Bug 1058029 - ibus-table-chinese-cangjie has many corruptions in common characters
Summary: ibus-table-chinese-cangjie has many corruptions in common characters
Keywords:
Status: CLOSED EOL
Alias: None
Product: Fedora
Classification: Fedora
Component: ibus-table-chinese
Version: 20
Hardware: Unspecified
OS: Unspecified
unspecified
unspecified
Target Milestone: ---
Assignee: Mike FABIAN
QA Contact: Fedora Extras Quality Assurance
URL:
Whiteboard:
Depends On:
Blocks:
TreeView+ depends on / blocked
 
Reported: 2014-01-26 14:38 UTC by Bo-Yin Yang
Modified: 2015-06-30 01:34 UTC (History)
4 users (show)

Fixed In Version:
Clone Of:
Environment:
Last Closed: 2015-06-30 01:34:21 UTC
Type: Bug
Embargoed:


Attachments (Terms of Use)

Description Bo-Yin Yang 2014-01-26 14:38:51 UTC
Description of problem:
ibus table/database or character selection corrupted, 
a more accurate description of bug#1050753

Version-Release number of selected component (if applicable):
ibus-table-chinese-cangjie-1.4.6-3.fc20

How reproducible:
100%

Steps to Reproduce:
1. start with a fresh install or uninstall ibus-table-chinese-cangjie,
   remove ~/.ibus/tables/cangjie5-user.db
2. install ibus-table-chinese-cangjie, choose Cangjie5
3. try to type any of the common characters

么	HI	
制	HBLN	
只	RC	
同	BMR	
致	MGOK	
表	QMV	
里	WG

Actual results:
* The correct character does not appear as default (first character)
* The correct character appears after other incomplete sequences,
  for example, for RC, the IM will rank rare characters which have
  encoding RCI, RCL, RCO before the common character
* The correct character does not become the default after you choose it
  a few times, does not after 100 times by my testing.

Expected results:
The correct character should be the default (first character offered).
It should become the default if by some chance it wasn't listed as such.

Additional info:
* MGOK offers up the wrong character (Unicode : 0x26936) instead of 
  the correct character (Unicode : 0x81F4)
* HGI never offers up the correct character (Unicode : 0x4E1F) but
  instead a wrong character (Unicode: 0x4E22) as a very late choice;
  Unicode 0x4E1F is what a traditional Chinese speaker using Zhuyin 
  or Chewing (it is also available under Cangjie5 as MGI or XXMGI)
  would get

Comment 1 Bo-Yin Yang 2014-01-28 14:59:47 UTC
More errors:
板	DHE
向	HBR

Comment 2 Mike FABIAN 2014-03-19 08:59:13 UTC
(In reply to Bo-Yin Yang from comment #0)

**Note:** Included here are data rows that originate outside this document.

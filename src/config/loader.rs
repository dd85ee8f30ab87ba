// src/config/loader.rs

use std::fs;
use std::path::{Path, PathBuf};

use tracing::{debug, warn};

use crate::config::model::AppConfig;
use crate::config::validate::validate_config;
use crate::errors::Result;

/// Load a configuration file and return the default-filled `AppConfig`.
///
/// A missing file is not an error: the operator has simply not saved a
/// configuration yet, so every key takes its default. This only performs
/// TOML deserialization; use [`load_and_validate`] for semantic checks.
pub fn load_from_path(path: impl AsRef<Path>) -> Result<AppConfig> {
    let path = path.as_ref();
    if !path.exists() {
        warn!(path = ?path, "config file not found; using defaults");
        return Ok(AppConfig::default());
    }

    let contents = fs::read_to_string(path)?;
    let config: AppConfig = toml::from_str(&contents)?;
    debug!(path = ?path, "config loaded");
    if !config.extra.is_empty() {
        debug!(
            keys = ?config.extra.keys().collect::<Vec<_>>(),
            "keeping top-level keys feedpipe does not use"
        );
    }

    Ok(config)
}

/// Load a configuration file from path and run validation.
///
/// This is the entry point the rest of the application uses.
pub fn load_and_validate(path: impl AsRef<Path>) -> Result<AppConfig> {
    let config = load_from_path(&path)?;
    validate_config(&config)?;
    Ok(config)
}

/// Write the configuration back to disk as TOML, creating parent
/// directories as needed.
pub fn save_to_path(path: impl AsRef<Path>, config: &AppConfig) -> Result<()> {
    let path = path.as_ref();
    if let Some(parent) = path.parent() {
        if !parent.as_os_str().is_empty() {
            fs::create_dir_all(parent)?;
        }
    }

    let contents = toml::to_string_pretty(config)?;
    fs::write(path, contents)?;
    debug!(path = ?path, "config saved");
    Ok(())
}

/// Default config location: `config.toml` in the current working directory.
pub fn default_config_path() -> PathBuf {
    PathBuf::from("config.toml")
}

#[cfg(test)]
mod tests {
    use super::*;
    use crate::types::{ApiProvider, ScheduleUnit};

    #[test]
    fn missing_file_yields_defaults() {
        let dir = tempfile::tempdir().unwrap();
        let cfg = load_from_path(dir.path().join("nope.toml")).unwrap();
        assert_eq!(cfg, AppConfig::default());
    }

    #[test]
    fn present_keys_win_over_defaults() {
        let cfg: AppConfig = toml::from_str(
            r#"
max_items = 7
scheduling_period = "hours"

[api_config]
selected_api = "Groq"
groq_model = "mixtral"

[similarity_options]
eps = 0.3
"#,
        )
        .unwrap();

        assert_eq!(cfg.max_items, 7);
        assert_eq!(cfg.scheduling_period, ScheduleUnit::Hours);
        assert_eq!(cfg.api_config.selected_api, ApiProvider::Groq);
        assert_eq!(cfg.api_config.groq_model, "mixtral");
        assert_eq!(cfg.similarity_options.eps, 0.3);

        // Siblings of present keys are back-filled.
        assert_eq!(cfg.similarity_options.min_samples, 2);
        assert_eq!(
            cfg.api_config.openai_api_url,
            "https://api.openai.com/v1/chat/completions"
        );
        assert_eq!(cfg.max_age_days, 10);
        assert_eq!(cfg.pipeline.stages.len(), 3);
    }

    #[test]
    fn save_then_load_preserves_edits() {
        let dir = tempfile::tempdir().unwrap();
        let path = dir.path().join("nested").join("config.toml");

        let mut cfg = AppConfig::default();
        cfg.content_prefix = "Rewrite as a news anchor".to_string();
        cfg.scheduling_enabled = true;
        save_to_path(&path, &cfg).unwrap();

        let loaded = load_and_validate(&path).unwrap();
        assert_eq!(loaded, cfg);
    }
}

> * HGI never offers up the correct character (Unicode : 0x4E1F) but
>   instead a wrong character (Unicode: 0x4E22) as a very late choice;
>   Unicode 0x4E1F is what a traditional Chinese speaker using Zhuyin 
>   or Chewing (it is also available under Cangjie5 as MGI or XXMGI)
>   would get

That HGI *never* offers the correct character looks like a bug
in ibus-table-chinese:

mfabian@ari:/local/mfabian/src/ibus-table-chinese/tables/cangjie (master)
$ grep ^hgi cangjie5.txt 
hgi	丢	1000
hgi	U+25B14	1000
hgii	U+25D3E	1000
hgik	U+24875	1000
hgin	U+25BBB	1000
hgit	篕	1000
mfabian@ari:/local/mfabian/src/ibus-table-chinese/tables/cangjie (master)
$ 

U+4E22 丢 is not in the cangjie5.txt table used by ibus-table-chinese.

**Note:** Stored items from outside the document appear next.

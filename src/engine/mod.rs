// src/engine/mod.rs

pub mod context;
pub mod lifecycle;

pub use context::AppContext;
pub use lifecycle::{LifecycleManager, SchedulerStart, ServerStart};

The other problems reported (characters offered in the wrong
order, ibus-table doesn’t seem to learn from user input, ...)
are bugs in ibus-table.

I’ll look into these when I am back from my vacation on 2014-03-31.

Comment 3 Bo-Yin Yang 2014-03-22 00:56:41 UTC
My hands hurt too much to type anything else now, but thank you (or anyone else from Red Hat) for actually paying attention.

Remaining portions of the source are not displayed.